Décision du Conseil constitutionnel sur la PPL Duplomb : la ministre Annie Genevard en prend acte et appelle à un sursaut de patriotisme alimentaire

Illustration — Environnement
Landscape in Forêt (Trooz) 02.jpg — Pierre-Jacques DESPA, CC BY-SA 4.0, via Wikimedia Commons.

Ministère de l'Agriculture — Licence Ouverte / Etalab 2.0. Publication d'origine, 8 août 2025.

Agrégé automatiquement — Responsable de publication : — Mis à jour le

Texte officiel intégral

Ci-dessous, le corps complet de la publication de Ministère de l'Agriculture, reproduit sans modification. La Licence Ouverte / Etalab 2.0 en autorise expressément la reproduction, à la seule condition d'en mentionner la paternité.

« Je prends acte de la décision du Conseil constitutionnel, qui valide l’essentiel de la loi adoptée par le Parlement, mais censure la disposition de l’article 2 sur l’utilisation encadrée de l’acétamipride.

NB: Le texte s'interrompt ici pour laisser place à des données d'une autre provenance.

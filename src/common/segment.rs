use std::mem;

use uuid::Uuid;

use super::event::PacketEvent;

// Bounded group of events, the granularity of the segment writer.
#[derive(Debug, Default)]
pub struct Chunk {
    events: Vec<PacketEvent>,
    bytes: usize,
}

impl Chunk {
    fn with_capacity(n: usize) -> Self {
        Chunk {
            events: Vec::with_capacity(n),
            bytes: 0,
        }
    }

    fn push(&mut self, event: PacketEvent) {
        self.bytes += event.size();
        self.events.push(event);
    }

    pub fn len(&self) -> usize {
        self.events.len()
    }

    pub fn is_empty(&self) -> bool {
        self.events.is_empty()
    }

    pub fn size(&self) -> usize {
        self.bytes
    }

    pub fn first_id(&self) -> Option<u64> {
        self.events.first().map(|e| e.id)
    }

    pub fn last_id(&self) -> Option<u64> {
        self.events.last().map(|e| e.id)
    }

    pub fn events(&self) -> &[PacketEvent] {
        &self.events
    }
}

// Byte-bounded, uniquely identified batch of chunks. Closed segments are
// immutable and handed to the consumer as a whole.
#[derive(Debug)]
pub struct Segment {
    id: Uuid,
    chunks: Vec<Chunk>,
    bytes: usize,
    events: usize,
}

impl Segment {
    pub fn new() -> Self {
        Segment {
            id: Uuid::new_v4(),
            chunks: vec![],
            bytes: 0,
            events: 0,
        }
    }

    pub fn id(&self) -> Uuid {
        self.id
    }

    pub fn size(&self) -> usize {
        self.bytes
    }

    pub fn events(&self) -> usize {
        self.events
    }

    pub fn is_empty(&self) -> bool {
        self.chunks.is_empty()
    }

    pub fn chunks(&self) -> &[Chunk] {
        &self.chunks
    }

    fn append(&mut self, chunk: Chunk) {
        self.bytes += chunk.size();
        self.events += chunk.len();
        self.chunks.push(chunk);
    }
}

impl Default for Segment {
    fn default() -> Self {
        Self::new()
    }
}

// Fills a segment chunk by chunk. `write` reports false once the segment
// cannot take the sealed chunk; the caller ships the segment and calls
// `attach` on a fresh one to carry the chunk over.
pub struct SegmentWriter {
    max_events_per_chunk: usize,
    max_segment_size: usize,
    chunk: Chunk,
    pending: Option<Chunk>,
}

impl SegmentWriter {
    pub fn new(max_events_per_chunk: usize, max_segment_size: usize) -> Self {
        SegmentWriter {
            max_events_per_chunk,
            max_segment_size,
            chunk: Chunk::with_capacity(max_events_per_chunk),
            pending: None,
        }
    }

    pub fn write(&mut self, segment: &mut Segment, event: PacketEvent) -> bool {
        self.chunk.push(event);
        if self.chunk.len() < self.max_events_per_chunk {
            return true;
        }
        let sealed = mem::replace(&mut self.chunk, Chunk::with_capacity(self.max_events_per_chunk));
        self.store(segment, sealed)
    }

    // Seals the partial chunk into the segment. False means the segment is
    // full; retry with a fresh segment after `attach`.
    pub fn flush(&mut self, segment: &mut Segment) -> bool {
        if let Some(chunk) = self.pending.take() {
            if !self.store(segment, chunk) {
                return false;
            }
        }
        if self.chunk.is_empty() {
            return true;
        }
        let sealed = mem::replace(&mut self.chunk, Chunk::with_capacity(self.max_events_per_chunk));
        self.store(segment, sealed)
    }

    pub fn attach(&mut self, segment: &mut Segment) {
        if let Some(chunk) = self.pending.take() {
            segment.append(chunk);
        }
    }

    fn store(&mut self, segment: &mut Segment, chunk: Chunk) -> bool {
        if !segment.is_empty() && segment.size() + chunk.size() > self.max_segment_size {
            self.pending = Some(chunk);
            return false;
        }
        segment.append(chunk);
        true
    }
}
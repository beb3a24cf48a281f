mod throughput;

pub use throughput::RateCounter;

use std::mem;
use std::sync::{
    atomic::{AtomicBool, AtomicU64, Ordering},
    Arc, Mutex,
};
use std::thread::{self, JoinHandle};
use std::time::{Duration, Instant};

use log::{debug, error, info};

use crate::common::{PacketEvent, Segment, SegmentWriter};
use crate::utils::queue::{self, Receiver, Sender};
use crate::utils::stats::{Counter, CounterType, CounterValue, RefCountable};

const RECV_TIMEOUT: Duration = Duration::from_secs(1);
const RATE_WINDOW: Duration = Duration::from_secs(1);

// Messages handed to the downstream consumer.
#[derive(Debug)]
pub enum Output {
    Segment(Segment),
    Statistics(f64),
}

#[derive(Debug, Clone, Copy)]
pub struct SegmentizerConfig {
    pub max_events_per_chunk: usize,
    pub max_segment_size: usize,
}

#[derive(Debug, Default)]
pub struct SegmentizerCounter {
    pub events: AtomicU64,
    pub segments: AtomicU64,
    pub segment_bytes: AtomicU64,
}

impl RefCountable for SegmentizerCounter {
    fn get_counters(&self) -> Vec<Counter> {
        vec![
            (
                "events",
                CounterType::Counted,
                CounterValue::Unsigned(self.events.swap(0, Ordering::Relaxed)),
            ),
            (
                "segments",
                CounterType::Counted,
                CounterValue::Unsigned(self.segments.swap(0, Ordering::Relaxed)),
            ),
            (
                "segment_bytes",
                CounterType::Counted,
                CounterValue::Unsigned(self.segment_bytes.swap(0, Ordering::Relaxed)),
            ),
        ]
    }
}

// Batches incoming events into chunks and byte-bounded segments; closed
// segments are shipped downstream at once, the open one at teardown. No
// event reaches the consumer outside a shipped segment.
pub struct Segmentizer {
    config: SegmentizerConfig,
    receiver: Arc<Receiver<PacketEvent>>,
    output: Mutex<Option<Sender<Output>>>,
    counter: Arc<SegmentizerCounter>,
    thread: Mutex<Option<JoinHandle<()>>>,
    running: AtomicBool,
}

impl Segmentizer {
    pub fn new(
        config: SegmentizerConfig,
        receiver: Receiver<PacketEvent>,
        output: Sender<Output>,
    ) -> Self {
        Segmentizer {
            config,
            receiver: Arc::new(receiver),
            output: Mutex::new(Some(output)),
            counter: Arc::new(SegmentizerCounter::default()),
            thread: Mutex::new(None),
            running: AtomicBool::new(false),
        }
    }

    pub fn counter(&self) -> Arc<SegmentizerCounter> {
        self.counter.clone()
    }

    pub fn start(&self) {
        if self.running.swap(true, Ordering::Relaxed) {
            debug!("segmentizer has already been started");
            return;
        }
        let receiver = self.receiver.clone();
        let output = self.output.lock().unwrap().take().unwrap();
        let mut worker = Worker {
            writer: SegmentWriter::new(
                self.config.max_events_per_chunk,
                self.config.max_segment_size,
            ),
            segment: Segment::new(),
            rate: RateCounter::new(RATE_WINDOW),
            output,
            counter: self.counter.clone(),
        };
        let thread = thread::spawn(move || loop {
            match receiver.recv(Some(RECV_TIMEOUT)) {
                Ok(event) => worker.process(event),
                Err(queue::Error::Timeout) => continue,
                Err(queue::Error::Terminated(..)) => {
                    worker.finish();
                    break;
                }
            }
        });
        self.thread.lock().unwrap().replace(thread);
    }

    pub fn stop(&self) {
        if !self.running.swap(false, Ordering::Relaxed) {
            debug!("segmentizer has already been stopped");
            return;
        }
        if let Some(handle) = self.thread.lock().unwrap().take() {
            let _ = handle.join();
        }
        info!("segmentizer stopped");
    }
}

struct Worker {
    writer: SegmentWriter,
    segment: Segment,
    rate: RateCounter,
    output: Sender<Output>,
    counter: Arc<SegmentizerCounter>,
}

impl Worker {
    fn process(&mut self, event: PacketEvent) {
        self.counter.events.fetch_add(1, Ordering::Relaxed);
        if self.writer.write(&mut self.segment, event) {
            if self.rate.timed_add(1, Instant::now()) && self.rate.last() > 0.0 {
                let _ = self.output.send(Output::Statistics(self.rate.last()));
                info!(
                    "ingesting at rate {:.0} events/sec (mean {:.2}, median {:.2}, standard deviation {:.2})",
                    self.rate.last(),
                    self.rate.mean(),
                    self.rate.median(),
                    self.rate.std_dev(),
                );
            }
            return;
        }
        self.ship();
    }

    // Ships the current segment and attaches the writer to a fresh one,
    // carrying over the chunk that did not fit.
    fn ship(&mut self) {
        let segment = mem::take(&mut self.segment);
        self.writer.attach(&mut self.segment);
        debug!(
            "sending segment {} with {} events ({} bytes)",
            segment.id(),
            segment.events(),
            segment.size()
        );
        self.send(segment);
    }

    fn finish(&mut self) {
        if !self.writer.flush(&mut self.segment) {
            // The open segment is out of room: ship it and retry the seal
            // on the fresh one.
            self.ship();
            if !self.writer.flush(&mut self.segment) {
                error!("failed to flush a fresh segment");
            }
        }
        let segment = mem::take(&mut self.segment);
        debug!(
            "sending final segment {} with {} events",
            segment.id(),
            segment.events()
        );
        self.send(segment);
    }

    fn send(&mut self, segment: Segment) {
        self.counter.segments.fetch_add(1, Ordering::Relaxed);
        self.counter
            .segment_bytes
            .fetch_add(segment.size() as u64, Ordering::Relaxed);
        if self.output.send(Output::Segment(segment)).is_err() {
            debug!("consumer is gone, dropping segment");
        }
    }
}

#[cfg(test)]
mod tests {
    use super::*;
    use crate::common::Connection;

    fn event(id: u64, payload_len: usize) -> PacketEvent {
        PacketEvent {
            id,
            conn: Connection::default(),
            payload: vec![0u8; payload_len],
            timestamp: Duration::from_secs(id),
        }
    }

    fn pipeline(
        config: SegmentizerConfig,
    ) -> (Sender<PacketEvent>, Segmentizer, Receiver<Output>) {
        let (event_sender, event_receiver) = queue::bounded(1024);
        let (output_sender, output_receiver) = queue::bounded(1024);
        let segmentizer = Segmentizer::new(config, event_receiver, output_sender);
        (event_sender, segmentizer, output_receiver)
    }

    fn shipped_segments(receiver: &Receiver<Output>) -> Vec<Segment> {
        let mut segments = vec![];
        while let Ok(output) = receiver.recv(Some(Duration::from_millis(100))) {
            if let Output::Segment(segment) = output {
                segments.push(segment);
            }
        }
        segments
    }

    #[test]
    fn single_event_ships_one_short_segment_at_teardown() {
        let (sender, segmentizer, receiver) = pipeline(SegmentizerConfig {
            max_events_per_chunk: 1000,
            max_segment_size: usize::MAX,
        });
        segmentizer.start();
        sender.send(event(0, 64)).unwrap();
        drop(sender);
        segmentizer.stop();

        let segments = shipped_segments(&receiver);
        assert_eq!(segments.len(), 1);
        assert_eq!(segments[0].events(), 1);
        assert_eq!(segments[0].chunks().len(), 1);
    }

    #[test]
    fn tight_budget_ships_one_segment_per_chunk() {
        let (sender, segmentizer, receiver) = pipeline(SegmentizerConfig {
            max_events_per_chunk: 1,
            max_segment_size: 1,
        });
        segmentizer.start();
        for i in 0..3 {
            sender.send(event(i, 16)).unwrap();
        }
        drop(sender);
        segmentizer.stop();

        let segments = shipped_segments(&receiver);
        assert_eq!(segments.len(), 3);
        for (i, segment) in segments.iter().enumerate() {
            assert_eq!(segment.events(), 1);
            assert_eq!(segment.chunks()[0].first_id(), Some(i as u64));
        }
    }

    #[test]
    fn order_is_preserved_across_segments() {
        let (sender, segmentizer, receiver) = pipeline(SegmentizerConfig {
            max_events_per_chunk: 4,
            max_segment_size: 2048,
        });
        segmentizer.start();
        for i in 0..100 {
            sender.send(event(i, 100)).unwrap();
        }
        drop(sender);
        segmentizer.stop();

        let segments = shipped_segments(&receiver);
        assert!(segments.len() > 1);
        let mut next_id = 0;
        for segment in &segments {
            for chunk in segment.chunks() {
                for event in chunk.events() {
                    assert_eq!(event.id, next_id);
                    next_id += 1;
                }
            }
        }
        assert_eq!(next_id, 100);
    }

    #[test]
    fn segment_ids_are_unique() {
        let (sender, segmentizer, receiver) = pipeline(SegmentizerConfig {
            max_events_per_chunk: 1,
            max_segment_size: 1,
        });
        segmentizer.start();
        for i in 0..10 {
            sender.send(event(i, 16)).unwrap();
        }
        drop(sender);
        segmentizer.stop();

        let segments = shipped_segments(&receiver);
        for (i, a) in segments.iter().enumerate() {
            for b in &segments[i + 1..] {
                assert_ne!(a.id(), b.id());
            }
        }
    }

    #[test]
    fn empty_run_ships_an_empty_final_segment() {
        let (sender, segmentizer, receiver) = pipeline(SegmentizerConfig {
            max_events_per_chunk: 1000,
            max_segment_size: usize::MAX,
        });
        segmentizer.start();
        drop(sender);
        segmentizer.stop();

        let segments = shipped_segments(&receiver);
        assert_eq!(segments.len(), 1);
        assert_eq!(segments[0].events(), 0);
    }
}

Des avancées concrètes seront mises en œuvre dès la promulgation de la loi : amélioration du stockage de l’eau, simplification de l’installation d’élevages, renforcement de l’assurance pour les prairies, conseil accru aux agriculteurs, allègement des rigidités actuelles, apaisement des contrôles. Ces mesures visent à adapter notre agriculture au changement climatique et à reconquérir notre souveraineté alimentaire.

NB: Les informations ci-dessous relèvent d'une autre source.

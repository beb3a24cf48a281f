use std::mem;
use std::time::Duration;

use super::connection::Connection;

// A dissected packet. The payload starts at the network layer (link layer
// stripped) and is truncated so its flow never exceeds the configured
// cutoff. The timestamp is the capture timestamp, not the wall clock.
#[derive(Debug, Clone, PartialEq)]
pub struct PacketEvent {
    pub id: u64,
    pub conn: Connection,
    pub payload: Vec<u8>,
    pub timestamp: Duration,
}

impl PacketEvent {
    pub fn size(&self) -> usize {
        mem::size_of::<PacketEvent>() + self.payload.len()
    }
}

Sur l’acétamipride, le Conseil constitutionnel écarte la possibilité de dérogation. Ma position reste inchangée : accélérer les transitions vers des alternatives, sans exposer nos filières à une concurrence inéquitable qui les mène parfois à l’extinction.

Demeurent ainsi dans le droit français une surtransposition par rapport au droit européen, au détriment de nos agriculteurs et notre dépendance à des importations souvent moins strictes en matière sanitaire et environnementale.

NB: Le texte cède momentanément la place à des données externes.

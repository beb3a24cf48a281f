use std::net::{IpAddr, Ipv4Addr, Ipv6Addr};

use super::capture::Frame;
use super::error::{Error, Result};
use crate::common::consts::*;
use crate::common::enums::{EthernetType, IpProtocol, PortProtocol};
use crate::common::{Connection, Port};
use crate::utils::bytes::read_u16_be;

// Outcome of dissecting one frame. `packet_size` is the recorded length
// from the network layer on (wire length minus the link header) and is
// what ends up in the event payload; `payload_size` is the transport
// payload estimate that drives per-flow cutoff accounting.
#[derive(Debug, Clone, Copy, PartialEq, Eq)]
pub struct Dissection {
    pub conn: Connection,
    pub payload_size: u64,
    pub packet_size: u64,
}

// Parses the Ethernet, IP and transport headers of a raw frame. Non-IP
// EtherTypes dissect to None and are skipped without an error. Length
// checks run against the wire length, reads against the captured bytes.
pub fn dissect(frame: &Frame) -> Result<Option<Dissection>> {
    if frame.data.len() < ETH_HEADER_SIZE {
        return Ok(None);
    }
    let eth_type = read_u16_be(&frame.data[FIELD_OFFSET_ETH_TYPE..]);
    let layer3 = &frame.data[ETH_HEADER_SIZE..];
    let packet_size = frame.wire_len.saturating_sub(ETH_HEADER_SIZE) as u64;
    let mut payload_size = packet_size;

    let (src_ip, dst_ip, proto, layer4): (IpAddr, IpAddr, u8, &[u8]) =
        match EthernetType::try_from(eth_type) {
            Ok(EthernetType::Ipv4) => {
                if frame.wire_len < ETH_HEADER_SIZE + IPV4_MIN_HEADER_SIZE
                    || layer3.len() < IPV4_MIN_HEADER_SIZE
                {
                    return Err(Error::Ipv4HeaderTooShort(layer3.len()));
                }
                let header_size = ((layer3[0] & 0x0f) as usize) * 4;
                if header_size < IPV4_MIN_HEADER_SIZE {
                    return Err(Error::Ipv4HeaderTooShort(header_size));
                }
                if layer3.len() < header_size {
                    return Err(Error::Ipv4HeaderTooShort(layer3.len()));
                }
                let src = Ipv4Addr::from(
                    <[u8; 4]>::try_from(&layer3[IPV4_OFFSET_SIP..IPV4_OFFSET_SIP + 4]).unwrap(),
                );
                let dst = Ipv4Addr::from(
                    <[u8; 4]>::try_from(&layer3[IPV4_OFFSET_DIP..IPV4_OFFSET_DIP + 4]).unwrap(),
                );
                payload_size = payload_size.saturating_sub(header_size as u64);
                (
                    src.into(),
                    dst.into(),
                    layer3[IPV4_OFFSET_PROTOCOL],
                    &layer3[header_size..],
                )
            }
            Ok(EthernetType::Ipv6) => {
                if frame.wire_len < ETH_HEADER_SIZE + IPV6_HEADER_SIZE
                    || layer3.len() < IPV6_HEADER_SIZE
                {
                    return Err(Error::Ipv6HeaderTooShort(layer3.len()));
                }
                let src = Ipv6Addr::from(
                    <[u8; 16]>::try_from(&layer3[IPV6_OFFSET_SIP..IPV6_OFFSET_SIP + 16]).unwrap(),
                );
                let dst = Ipv6Addr::from(
                    <[u8; 16]>::try_from(&layer3[IPV6_OFFSET_DIP..IPV6_OFFSET_DIP + 16]).unwrap(),
                );
                payload_size = payload_size.saturating_sub(IPV6_HEADER_SIZE as u64);
                (
                    src.into(),
                    dst.into(),
                    layer3[IPV6_OFFSET_NEXT_HEADER],
                    &layer3[IPV6_HEADER_SIZE..],
                )
            }
            _ => return Ok(None),
        };

    let (src_port, dst_port) = match IpProtocol::try_from(proto) {
        Ok(IpProtocol::Tcp) if layer4.len() > TCP_OFFSET_DATA_OFFSET => {
            let sport = read_u16_be(layer4);
            let dport = read_u16_be(&layer4[2..]);
            let data_offset = ((layer4[TCP_OFFSET_DATA_OFFSET] >> 4) as u64) * 4;
            payload_size = payload_size.saturating_sub(data_offset);
            (
                Port::new(sport, PortProtocol::Tcp),
                Port::new(dport, PortProtocol::Tcp),
            )
        }
        Ok(IpProtocol::Udp) if layer4.len() >= 4 => {
            let sport = read_u16_be(layer4);
            let dport = read_u16_be(&layer4[2..]);
            payload_size = payload_size.saturating_sub(UDP_HEADER_SIZE as u64);
            (
                Port::new(sport, PortProtocol::Udp),
                Port::new(dport, PortProtocol::Udp),
            )
        }
        Ok(IpProtocol::Icmp) if layer4.len() >= 2 => {
            let message_type = layer4[0];
            let message_code = layer4[1];
            payload_size = payload_size.saturating_sub(ICMP_HEADER_SIZE as u64);
            (
                Port::new(message_type as u16, PortProtocol::Icmp),
                Port::new(message_code as u16, PortProtocol::Icmp),
            )
        }
        // Unrecognized transports and captures truncated inside the
        // transport header keep default-zero ports.
        _ => (Port::default(), Port::default()),
    };

    Ok(Some(Dissection {
        conn: Connection {
            src_ip,
            dst_ip,
            src_port,
            dst_port,
        },
        payload_size,
        packet_size,
    }))
}

#[cfg(test)]
mod tests {
    use super::*;

    fn frame(data: Vec<u8>) -> Frame {
        Frame {
            ts_sec: 0,
            ts_sub: 0,
            caplen: data.len(),
            wire_len: data.len(),
            data,
        }
    }

    fn eth_header(eth_type: u16) -> Vec<u8> {
        let mut data = vec![0u8; ETH_HEADER_SIZE];
        data[FIELD_OFFSET_ETH_TYPE..].copy_from_slice(&eth_type.to_be_bytes());
        data
    }

    fn ipv4_header(proto: u8, src: [u8; 4], dst: [u8; 4], total_len: usize) -> Vec<u8> {
        let mut header = vec![0u8; IPV4_MIN_HEADER_SIZE];
        header[0] = 0x45;
        header[2..4].copy_from_slice(&(total_len as u16).to_be_bytes());
        header[IPV4_OFFSET_PROTOCOL] = proto;
        header[IPV4_OFFSET_SIP..IPV4_OFFSET_SIP + 4].copy_from_slice(&src);
        header[IPV4_OFFSET_DIP..IPV4_OFFSET_DIP + 4].copy_from_slice(&dst);
        header
    }

    fn tcp_header(sport: u16, dport: u16) -> Vec<u8> {
        let mut header = vec![0u8; 20];
        header[0..2].copy_from_slice(&sport.to_be_bytes());
        header[2..4].copy_from_slice(&dport.to_be_bytes());
        header[TCP_OFFSET_DATA_OFFSET] = 5 << 4;
        header
    }

    fn udp_header(sport: u16, dport: u16) -> Vec<u8> {
        let mut header = vec![0u8; UDP_HEADER_SIZE];
        header[0..2].copy_from_slice(&sport.to_be_bytes());
        header[2..4].copy_from_slice(&dport.to_be_bytes());
        header
    }

    fn tcp_frame(
        src: [u8; 4],
        dst: [u8; 4],
        sport: u16,
        dport: u16,
        payload_len: usize,
    ) -> Frame {
        let mut data = eth_header(EthernetType::Ipv4.into());
        let total_len = IPV4_MIN_HEADER_SIZE + 20 + payload_len;
        data.extend(ipv4_header(IpProtocol::Tcp.into(), src, dst, total_len));
        data.extend(tcp_header(sport, dport));
        data.extend(vec![0u8; payload_len]);
        frame(data)
    }

    #[test]
    fn ipv4_tcp() {
        let frame = tcp_frame([10, 0, 0, 1], [10, 0, 0, 2], 4321, 80, 100);
        let d = dissect(&frame).unwrap().unwrap();
        assert_eq!(d.conn.src_ip, "10.0.0.1".parse::<IpAddr>().unwrap());
        assert_eq!(d.conn.dst_ip, "10.0.0.2".parse::<IpAddr>().unwrap());
        assert_eq!(d.conn.src_port, Port::new(4321, PortProtocol::Tcp));
        assert_eq!(d.conn.dst_port, Port::new(80, PortProtocol::Tcp));
        assert_eq!(d.payload_size, 100);
        assert_eq!(d.packet_size, (IPV4_MIN_HEADER_SIZE + 20 + 100) as u64);
    }

    #[test]
    fn ipv4_udp() {
        let mut data = eth_header(EthernetType::Ipv4.into());
        data.extend(ipv4_header(
            IpProtocol::Udp.into(),
            [192, 168, 0, 1],
            [192, 168, 0, 2],
            IPV4_MIN_HEADER_SIZE + UDP_HEADER_SIZE + 64,
        ));
        data.extend(udp_header(5353, 5353));
        data.extend(vec![0u8; 64]);
        let d = dissect(&frame(data)).unwrap().unwrap();
        assert_eq!(d.conn.src_port, Port::new(5353, PortProtocol::Udp));
        assert_eq!(d.payload_size, 64);
    }

    #[test]
    fn ipv6_udp_extracts_full_addresses() {
        let src: [u8; 16] = [0x20, 0x01, 0x0d, 0xb8, 0, 0, 0, 0, 0, 0, 0, 0, 0, 0, 0, 1];
        let dst: [u8; 16] = [0x20, 0x01, 0x0d, 0xb8, 0, 0, 0, 0, 0, 0, 0, 0, 0, 0, 0, 2];
        let mut data = eth_header(EthernetType::Ipv6.into());
        let mut header = vec![0u8; IPV6_HEADER_SIZE];
        header[0] = 0x60;
        header[IPV6_OFFSET_NEXT_HEADER] = IpProtocol::Udp.into();
        header[IPV6_OFFSET_SIP..IPV6_OFFSET_SIP + 16].copy_from_slice(&src);
        header[IPV6_OFFSET_DIP..IPV6_OFFSET_DIP + 16].copy_from_slice(&dst);
        data.extend(header);
        data.extend(udp_header(1000, 2000));
        data.extend(vec![0u8; 32]);
        let d = dissect(&frame(data)).unwrap().unwrap();
        assert_eq!(d.conn.src_ip, "2001:db8::1".parse::<IpAddr>().unwrap());
        assert_eq!(d.conn.dst_ip, "2001:db8::2".parse::<IpAddr>().unwrap());
        assert!(matches!(d.conn.src_ip, IpAddr::V6(_)));
        assert_eq!(d.payload_size, 32);
    }

    #[test]
    fn icmp_type_and_code_become_ports() {
        let mut data = eth_header(EthernetType::Ipv4.into());
        data.extend(ipv4_header(
            IpProtocol::Icmp.into(),
            [10, 0, 0, 1],
            [10, 0, 0, 2],
            IPV4_MIN_HEADER_SIZE + ICMP_HEADER_SIZE,
        ));
        let mut icmp = vec![0u8; ICMP_HEADER_SIZE];
        icmp[0] = 8; // echo request
        icmp[1] = 0;
        data.extend(icmp);
        let d = dissect(&frame(data)).unwrap().unwrap();
        assert_eq!(d.conn.src_port, Port::new(8, PortProtocol::Icmp));
        assert_eq!(d.conn.dst_port, Port::new(0, PortProtocol::Icmp));
        assert_eq!(d.conn.icmp_type(), Some(8));
        assert_eq!(d.conn.icmp_code(), Some(0));
    }

    #[test]
    fn arp_is_silently_skipped() {
        let mut data = eth_header(EthernetType::Arp.into());
        data.extend(vec![0u8; 28]);
        assert_eq!(dissect(&frame(data)).unwrap(), None);
    }

    #[test]
    fn bogus_ihl_reports_header_too_short() {
        let mut data = eth_header(EthernetType::Ipv4.into());
        let mut header = ipv4_header(IpProtocol::Tcp.into(), [1, 1, 1, 1], [2, 2, 2, 2], 40);
        header[0] = 0x44; // ihl = 4, i.e. a 16 byte header
        data.extend(header);
        data.extend(vec![0u8; 20]);
        match dissect(&frame(data)) {
            Err(Error::Ipv4HeaderTooShort(size)) => assert_eq!(size, 16),
            other => panic!("unexpected dissection: {:?}", other),
        }
    }

    #[test]
    fn short_ipv4_frame_is_an_error() {
        let mut data = eth_header(EthernetType::Ipv4.into());
        data.extend(vec![0u8; 10]);
        assert!(matches!(
            dissect(&frame(data)),
            Err(Error::Ipv4HeaderTooShort(_))
        ));
    }

    #[test]
    fn unknown_transport_keeps_zero_ports() {
        let mut data = eth_header(EthernetType::Ipv4.into());
        data.extend(ipv4_header(47, [10, 0, 0, 1], [10, 0, 0, 2], 60));
        data.extend(vec![0u8; 40]);
        let d = dissect(&frame(data)).unwrap().unwrap();
        assert_eq!(d.conn.src_port, Port::default());
        assert_eq!(d.conn.dst_port, Port::default());
        // No transport header subtraction for unknown protocols.
        assert_eq!(d.payload_size, 40);
    }
}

Délocaliser nos productions agricoles ? Je ne peux m’y résoudre !

Pour cela, j’entends poursuivre le travail auprès de la Commission européenne pour avancer vers une harmonisation des règles phytopharmaceutiques en Europe, afin que les décisions soient prises au niveau européen et non plus au niveau national. La France a déjà obtenu ces dernières semaines sur cette proposition le soutien d’une dizaine d’États membres. Je poursuivrai le combat en inscrivant ce point à l’ordre du jour des prochains Conseils européens pour obtenir des avancées substantielles.

Certaines filières, comme la noisette, sont menacées. J’ai demandé à l’Inrae d’identifier les productions en danger. Les résultats seront rendus à la rentrée.

Mais en attendant, l’urgence est là. Sans solution rapide, certaines cultures risquent de disparaître. Dans ce combat, notre force, ce sont les consommateurs. Achetez français. Soutenez les filières locales pour éviter une dépendance à des produits importés, souvent moins exigeants.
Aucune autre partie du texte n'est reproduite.